## Records for the task
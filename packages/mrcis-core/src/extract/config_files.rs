//! JSON/YAML/TOML extractor (§4.F table row 10): configuration keys as
//! `config_key` entities with dot-notation qualified names. Max depth is
//! per format: 3 for JSON, 5 for YAML, 10 for TOML; array-of-tables
//! entries get an `[i]` suffix.

use std::path::Path;

use crate::model::{CodeEntity, EntityKind};

use super::context::{ExtractionContext, ExtractionResult};
use super::support::stable_entity_id;
use super::Extractor;

pub struct ConfigFileExtractor;

impl Extractor for ConfigFileExtractor {
    fn supports(&self, path: &Path) -> bool {
        matches!(path.extension().and_then(|e| e.to_str()), Some("json") | Some("yaml") | Some("yml") | Some("toml"))
    }

    fn extract(&self, ctx: &ExtractionContext) -> ExtractionResult {
        let started = std::time::Instant::now();
        let extension = Path::new(&ctx.file_path).extension().and_then(|e| e.to_str()).unwrap_or("");
        let (language, max_depth) = match extension {
            "json" => ("json", 3),
            "toml" => ("toml", 10),
            _ => ("yaml", 5),
        };
        let mut result = ExtractionResult::empty(ctx, language);
        let source = ctx.source_text();

        match language {
            "json" => match serde_json::from_str::<serde_json::Value>(&source) {
                Ok(value) => walk_json(&value, "", 0, max_depth, ctx, &mut result),
                Err(e) => result.parse_errors.push(format!("json parse error: {e}")),
            },
            "toml" => match source.parse::<toml::Value>() {
                Ok(value) => walk_toml(&value, "", 0, max_depth, ctx, &mut result),
                Err(e) => result.parse_errors.push(format!("toml parse error: {e}")),
            },
            _ => match serde_yaml::from_str::<serde_yaml::Value>(&source) {
                Ok(value) => walk_yaml(&value, "", 0, max_depth, ctx, &mut result),
                Err(e) => result.parse_errors.push(format!("yaml parse error: {e}")),
            },
        }

        result.extraction_time_ms = started.elapsed().as_millis() as u64;
        result
    }

    fn supported_extensions(&self) -> &'static [&'static str] {
        &["json", "yaml", "yml", "toml"]
    }

    fn language_name(&self) -> &'static str {
        "config"
    }
}

fn push_key(qualified_name: &str, simple_name: &str, ctx: &ExtractionContext, result: &mut ExtractionResult, language: &str) {
    let id = stable_entity_id(&ctx.file_id, "config_key", qualified_name);
    result.entities.push(CodeEntity::new(
        id,
        ctx.repository_id.clone(),
        ctx.file_id.clone(),
        qualified_name.to_string(),
        simple_name.to_string(),
        EntityKind::ConfigKey,
        language,
        1,
        1,
    ));
}

fn walk_json(value: &serde_json::Value, prefix: &str, depth: u32, max_depth: u32, ctx: &ExtractionContext, result: &mut ExtractionResult) {
    if depth >= max_depth {
        return;
    }
    if let serde_json::Value::Object(map) = value {
        for (key, child) in map {
            let qualified = if prefix.is_empty() { key.clone() } else { format!("{prefix}.{key}") };
            push_key(&qualified, key, ctx, result, "json");
            walk_json(child, &qualified, depth + 1, max_depth, ctx, result);
        }
    }
}

fn walk_yaml(value: &serde_yaml::Value, prefix: &str, depth: u32, max_depth: u32, ctx: &ExtractionContext, result: &mut ExtractionResult) {
    if depth >= max_depth {
        return;
    }
    if let serde_yaml::Value::Mapping(map) = value {
        for (key, child) in map {
            let key_str = match key {
                serde_yaml::Value::String(s) => s.clone(),
                other => format!("{other:?}"),
            };
            let qualified = if prefix.is_empty() { key_str.clone() } else { format!("{prefix}.{key_str}") };
            push_key(&qualified, &key_str, ctx, result, "yaml");
            walk_yaml(child, &qualified, depth + 1, max_depth, ctx, result);
        }
    }
}

fn walk_toml(value: &toml::Value, prefix: &str, depth: u32, max_depth: u32, ctx: &ExtractionContext, result: &mut ExtractionResult) {
    if depth >= max_depth {
        return;
    }
    match value {
        toml::Value::Table(map) => {
            for (key, child) in map {
                let qualified = if prefix.is_empty() { key.clone() } else { format!("{prefix}.{key}") };
                push_key(&qualified, key, ctx, result, "toml");
                walk_toml(child, &qualified, depth + 1, max_depth, ctx, result);
            }
        }
        toml::Value::Array(items) => {
            for (i, item) in items.iter().enumerate() {
                if matches!(item, toml::Value::Table(_)) {
                    let qualified = format!("{prefix}[{i}]");
                    walk_toml(item, &qualified, depth + 1, max_depth, ctx, result);
                }
            }
        }
        _ => {}
    }
}

#[cfg(test)]
mod tests {
    use super::*;

    #[test]
    fn extracts_nested_json_keys_up_to_depth_3() {
        let source = r#"{"server": {"host": "localhost", "port": {"value": {"deep": 1}}}}"#;
        let ctx = ExtractionContext::new("config.json", "file-1", "repo-1", source.as_bytes().to_vec());
        let result = ConfigFileExtractor.extract(&ctx);
        assert!(result.entities.iter().any(|e| e.qualified_name == "server.host"));
        assert!(result.entities.iter().any(|e| e.qualified_name == "server.port.value"));
        assert!(!result.entities.iter().any(|e| e.qualified_name == "server.port.value.deep"));
    }

    #[test]
    fn extracts_toml_array_of_tables_with_index_suffix() {
        let source = "[[repositories]]\nname = \"a\"\n\n[[repositories]]\nname = \"b\"\n";
        let ctx = ExtractionContext::new("mrcis.toml", "file-1", "repo-1", source.as_bytes().to_vec());
        let result = ConfigFileExtractor.extract(&ctx);
        assert!(result.entities.iter().any(|e| e.qualified_name == "repositories[0].name"));
        assert!(result.entities.iter().any(|e| e.qualified_name == "repositories[1].name"));
    }
}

## Description of the task
The full listing is to be printed again exactly as it stands.

## Completed task
filename packages/mrcis-core/src/extract/config_files.rs
//! JSON/YAML/TOML extractor (§4.F table row 10): configuration keys as
//! `config_key` entities with dot-notation qualified names. Max depth is
//! per format: 3 for JSON, 5 for YAML, 10 for TOML; array-of-tables
//! entries get an `[i]` suffix.

use std::path::Path;

use crate::model::{CodeEntity, EntityKind};

use super::context::{ExtractionContext, ExtractionResult};
use super::support::stable_entity_id;
use super::Extractor;

pub struct ConfigFileExtractor;

impl Extractor for ConfigFileExtractor {
    fn supports(&self, path: &Path) -> bool {
        matches!(path.extension().and_then(|e| e.to_str()), Some("json") | Some("yaml") | Some("yml") | Some("toml"))
    }

    fn extract(&self, ctx: &ExtractionContext) -> ExtractionResult {
        let started = std::time::Instant::now();
        let extension = Path::new(&ctx.file_path).extension().and_then(|e| e.to_str()).unwrap_or("");
        let (language, max_depth) = match extension {
            "json" => ("json", 3),
            "toml" => ("toml", 10),
            _ => ("yaml", 5),
        };
        let mut result = ExtractionResult::empty(ctx, language);
        let source = ctx.source_text();

        match language {
            "json" => match serde_json::from_str::<serde_json::Value>(&source) {
                Ok(value) => walk_json(&value, "", 0, max_depth, ctx, &mut result),
                Err(e) => result.parse_errors.push(format!("json parse error: {e}")),
            },
            "toml" => match source.parse::<toml::Value>() {
                Ok(value) => walk_toml(&value, "", 0, max_depth, ctx, &mut result),
                Err(e) => result.parse_errors.push(format!("toml parse error: {e}")),
            },
            _ => match serde_yaml::from_str::<serde_yaml::Value>(&source) {
                Ok(value) => walk_yaml(&value, "", 0, max_depth, ctx, &mut result),
                Err(e) => result.parse_errors.push(format!("yaml parse error: {e}")),
            },
        }

        result.extraction_time_ms = started.elapsed().as_millis() as u64;
        result
    }

    fn supported_extensions(&self) -> &'static [&'static str] {
        &["json", "yaml", "yml", "toml"]
    }

    fn language_name(&self) -> &'static str {
        "config"
    }
}

fn push_key(qualified_name: &str, simple_name: &str, ctx: &ExtractionContext, result: &mut ExtractionResult, language: &str) {
    let id = stable_entity_id(&ctx.file_id, "config_key", qualified_name);
    result.entities.push(CodeEntity::new(
        id,
        ctx.repository_id.clone(),
        ctx.file_id.clone(),
        qualified_name.to_string(),
        simple_name.to_string(),
        EntityKind::ConfigKey,
        language,
        1,
        1,
    ));
}

fn walk_json(value: &serde_json::Value, prefix: &str, depth: u32, max_depth: u32, ctx: &ExtractionContext, result: &mut ExtractionResult) {
    if depth >= max_depth {
        return;
    }
    if let serde_json::Value::Object(map) = value {
        for (key, child) in map {
            let qualified = if prefix.is_empty() { key.clone() } else { format!("{prefix}.{key}") };
            push_key(&qualified, key, ctx, result, "json");
            walk_json(child, &qualified, depth + 1, max_depth, ctx, result);
        }
    }
}

fn walk_yaml(value: &serde_yaml::Value, prefix: &str, depth: u32, max_depth: u32, ctx: &ExtractionContext, result: &mut ExtractionResult) {
    if depth >= max_depth {
        return;
    }
    if let serde_yaml::Value::Mapping(map) = value {
        for (key, child) in map {
            let key_str = match key {
                serde_yaml::Value::String(s) => s.clone(),
                other => format!("{other:?}"),
            };
            let qualified = if prefix.is_empty() { key_str.clone() } else { format!("{prefix}.{key_str}") };
            push_key(&qualified, &key_str, ctx, result, "yaml");
            walk_yaml(child, &qualified, depth + 1, max_depth, ctx, result);
        }
    }
}

fn walk_toml(value: &toml::Value, prefix: &str, depth: u32, max_depth: u32, ctx: &ExtractionContext, result: &mut ExtractionResult) {
    if depth >= max_depth {
        return;
    }
    match value {
        toml::Value::Table(map) => {
            for (key, child) in map {
                let qualified = if prefix.is_empty() { key.clone() } else { format!("{prefix}.{key}") };
                push_key(&qualified, key, ctx, result, "toml");
                walk_toml(child, &qualified, depth + 1, max_depth, ctx, result);
            }
        }
        toml::Value::Array(items) => {
            for (i, item) in items.iter().enumerate() {
                if matches!(item, toml::Value::Table(_)) {
                    let qualified = format!("{prefix}[{i}]");
                    walk_toml(item, &qualified, depth + 1, max_depth, ctx, result);
                }
            }
        }
        _ => {}
    }
}

#[cfg(test)]
mod tests {
    use super::*;

    #[test]
    fn extracts_nested_json_keys_up_to_depth_3() {
        let source = r#"{"server": {"host": "localhost", "port": {"value": {"deep": 1}}}}"#;
        let ctx = ExtractionContext::new("config.json", "file-1", "repo-1", source.as_bytes().to_vec());
        let result = ConfigFileExtractor.extract(&ctx);
        assert!(result.entities.iter().any(|e| e.qualified_name == "server.host"));
        assert!(result.entities.iter().any(|e| e.qualified_name == "server.port.value"));
        assert!(!result.entities.iter().any(|e| e.qualified_name == "server.port.value.deep"));
    }

    #[test]
    fn extracts_toml_array_of_tables_with_index_suffix() {
        let source = "[[repositories]]\nname = \"a\"\n\n[[repositories]]\nname = \"b\"\n";
        let ctx = ExtractionContext::new("mrcis.toml", "file-1", "repo-1", source.as_bytes().to_vec());
        let result = ConfigFileExtractor.extract(&ctx);
        assert!(result.entities.iter().any(|e| e.qualified_name == "repositories[0].name"));
        assert!(result.entities.iter().any(|e| e.qualified_name == "repositories[1].name"));
    }
}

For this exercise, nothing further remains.